China

Hui Muslims protest against planned demolition of newly built mosque in China: Report

Weizhou Grand Mosque, Xinjiang, China

The plan to demolish a newly-built mosque in the country’s North West have been delayed by Chinese officials after scores of ethnic Hui Muslims, the second largest Muslim group after Uygurs of Xinjiang, organised sit-in protests, a media report stated.

The protesters assembled in the square outside the Weizhou Grand Mosque from noon until late last night against the demolition plans of the government.

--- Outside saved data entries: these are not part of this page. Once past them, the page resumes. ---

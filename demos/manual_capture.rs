//! Manual Capture Example
//!
//! Drives the capture manager by hand: a scheduled camera, a manual sensor
//! requested every few frames, async metrics resolved from a worker task,
//! and a reset between two simulations.
//!
//! Run with: cargo run -p capture_demos --bin manual_capture [config.toml]

use std::sync::Arc;

use contracts::{
    AnnotationDefinition, FrameSource, MetricDefinition, SensorDefinition, SensorSpatialData,
    SinkConfig, SinkType,
};
use dataset_capture::DatasetCapture;
use dispatcher::{create_dispatcher, ChannelConsumer};
use scheduler::SimulationClock;
use serde_json::{json, Map};

const FRAMES_PER_SIMULATION: u64 = 20;

#[tokio::main]
async fn main() -> Result<(), Box<dyn std::error::Error>> {
    tracing_subscriber::fmt()
        .with_max_level(tracing::Level::INFO)
        .init();

    tracing::info!("Starting Manual Capture Demo");

    // ==== Stage 1: Sinks from a config file, or a log sink ====
    let sinks = match std::env::args().nth(1) {
        Some(path) => {
            tracing::info!(path = %path, "Loading blueprint config");
            config_loader::ConfigLoader::load_from_path(std::path::Path::new(&path))?.sinks
        }
        None => vec![SinkConfig {
            name: "log".to_string(),
            sink_type: SinkType::Log,
            queue_capacity: 128,
            params: Default::default(),
        }],
    };

    let (consumer, event_rx) = ChannelConsumer::channel(256);
    let dispatcher_handle = create_dispatcher(sinks, event_rx)?.spawn();
    let capture = Arc::new(DatasetCapture::new(Arc::new(consumer)));

    capture.on_simulation_ending(|capture| {
        if let Err(e) = capture.report_metric("summary", json!({ "epoch": capture.epoch().get() })) {
            tracing::warn!(error = %e, "Failed to report summary metric");
        }
    });

    // ==== Stage 2: Two simulations separated by a reset ====
    for run in 0..2 {
        capture.register_annotation_definition(AnnotationDefinition::new("boxes", "2d boxes"))?;
        capture.register_metric_definition(MetricDefinition::new("latency", "labeler latency"))?;
        capture.register_metric_definition(MetricDefinition::new("summary", "end of run"))?;

        let camera = capture.register_sensor(
            SensorDefinition::scheduled("camera", "front rgb", 0.05).with_frames_between_captures(1),
        )?;
        // Disabled again when the guard goes out of scope
        let on_demand = capture.scoped_sensor(SensorDefinition::manual("camera", "on demand"))?;

        let mut clock = SimulationClock::new(0.05);
        let mut pending = Vec::new();

        for _ in 0..FRAMES_PER_SIMULATION {
            let tick = clock.next_tick(capture.next_delta_time());
            let decisions = capture.begin_frame(tick)?;

            for sensor in [camera, on_demand.handle()] {
                if decisions.capturing.contains(&sensor) {
                    capture.report_capture(
                        &sensor,
                        format!("run{}/{}_{}.png", run, sensor.id(), tick.frame),
                        SensorSpatialData::default(),
                        Map::new(),
                    )?;
                    capture.report_annotation(&sensor, "boxes", json!([[0, 0, 10, 10]]))?;
                    pending.push(capture.report_sensor_metric_async(&sensor, "latency")?);
                }
            }

            if tick.frame % 5 == 4 {
                capture.request_capture(&on_demand)?;
            }
        }

        // Resolve the async metrics off the tick thread
        let worker = {
            let capture = Arc::clone(&capture);
            tokio::task::spawn_blocking(move || {
                for (index, slot) in pending.iter().enumerate() {
                    if let Err(e) = capture.report_async_metric(slot, json!({ "ms": index * 3 })) {
                        tracing::warn!(error = %e, "Async metric rejected");
                    }
                }
            })
        };
        worker.await?;

        if let Some(snapshot) = capture.snapshot() {
            tracing::info!(
                epoch = %snapshot.epoch,
                sensors = snapshot.sensors,
                pending = snapshot.pending_async,
                "Simulation finished"
            );
        }
        drop(on_demand);
        capture.reset_simulation()?;
    }

    // ==== Stage 3: Shutdown ====
    capture.shutdown()?;
    drop(capture);

    for (sink, metrics) in dispatcher_handle.await? {
        tracing::info!(sink = %sink, written = metrics.write_count, dropped = metrics.dropped_count, "Sink finished");
    }

    tracing::info!("Demo complete");
    Ok(())
}
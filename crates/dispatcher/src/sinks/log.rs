//! LogSink - logs event summaries via tracing

use contracts::{CaptureError, DataSink, DatasetEvent};
use tracing::{info, instrument};

/// Sink that logs event summaries for debugging
pub struct LogSink {
    name: String,
}

impl LogSink {
    pub fn new(name: impl Into<String>) -> Self {
        Self { name: name.into() }
    }

    fn log_event_summary(&self, event: &DatasetEvent) {
        match event {
            DatasetEvent::SimulationStarted(meta) => info!(
                sink = %self.name,
                epoch = meta.epoch.get(),
                "Simulation started"
            ),
            DatasetEvent::Frame(frame) => info!(
                sink = %self.name,
                epoch = frame.epoch.get(),
                sequence = frame.sequence,
                step = frame.step,
                timestamp = frame.timestamp,
                captures = frame.captures.len(),
                annotations = frame.annotations.len(),
                metrics = frame.metrics.len(),
                dropped_pending = frame.dropped_pending,
                "Frame received"
            ),
            DatasetEvent::SimulationCompleted(meta) => info!(
                sink = %self.name,
                epoch = meta.epoch.get(),
                frames = meta.total_frames,
                sequences = meta.total_sequences,
                orphaned = meta.orphaned_pending,
                "Simulation completed"
            ),
        }
    }
}

impl DataSink for LogSink {
    fn name(&self) -> &str {
        &self.name
    }

    #[instrument(
        name = "log_sink_write",
        skip(self, event),
        fields(sink = %self.name, event = event.kind())
    )]
    async fn write(&mut self, event: &DatasetEvent) -> Result<(), CaptureError> {
        self.log_event_summary(event);
        Ok(())
    }

    #[instrument(name = "log_sink_flush", skip(self))]
    async fn flush(&mut self) -> Result<(), CaptureError> {
        Ok(())
    }

    #[instrument(name = "log_sink_close", skip(self))]
    async fn close(&mut self) -> Result<(), CaptureError> {
        info!(sink = %self.name, "LogSink closed");
        Ok(())
    }
}

#[cfg(test)]
mod tests {
    use super::*;
    use contracts::{Epoch, Frame, SimulationMetadata};

    #[tokio::test]
    async fn test_log_sink_write() {
        let mut sink = LogSink::new("test_log");

        let started = DatasetEvent::SimulationStarted(SimulationMetadata::new(Epoch::FIRST));
        assert!(sink.write(&started).await.is_ok());
        assert!(sink.write(&DatasetEvent::Frame(Frame::default())).await.is_ok());
    }

    #[tokio::test]
    async fn test_log_sink_name() {
        let sink = LogSink::new("my_logger");
        assert_eq!(sink.name(), "my_logger");
    }
}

Around midnight, the local county head urged the protesters to go back home and promised that the government would not touch the newly-built structure until a reconstruction plan has been agreed upon by the townsmen, the Hong Kong-based South China Morning Post reported quoting local sources as saying.

The stand-off in the town of Weizhou in Tongxin county in the Ningxia Hui Autonomous Region is the latest and possibly the largest conflict in a recent campaign to rid the region of what Beijing regards as a worrying trend of “Islamisation and Arabisation”, as the ruling Communist Party doubles down to “Sinicise religion”, the report said.

In 2015, President Xi Jinping introduced a policy known as, “Sinicise religion”, which aimed to bring religious groups in line with the Chinese culture and under the absolute authority of the Communist Party of China (CPC).

On August 3,  the Weizhou government issued an official notice to the mosque’s management committee. The notice delivered a deadline to demolish the building by August 10 on the grounds that it had not been granted the necessary planning and construction permits.

If the management committee failed to comply, the government would “forcefully demolish it according to the law”, the notice warned.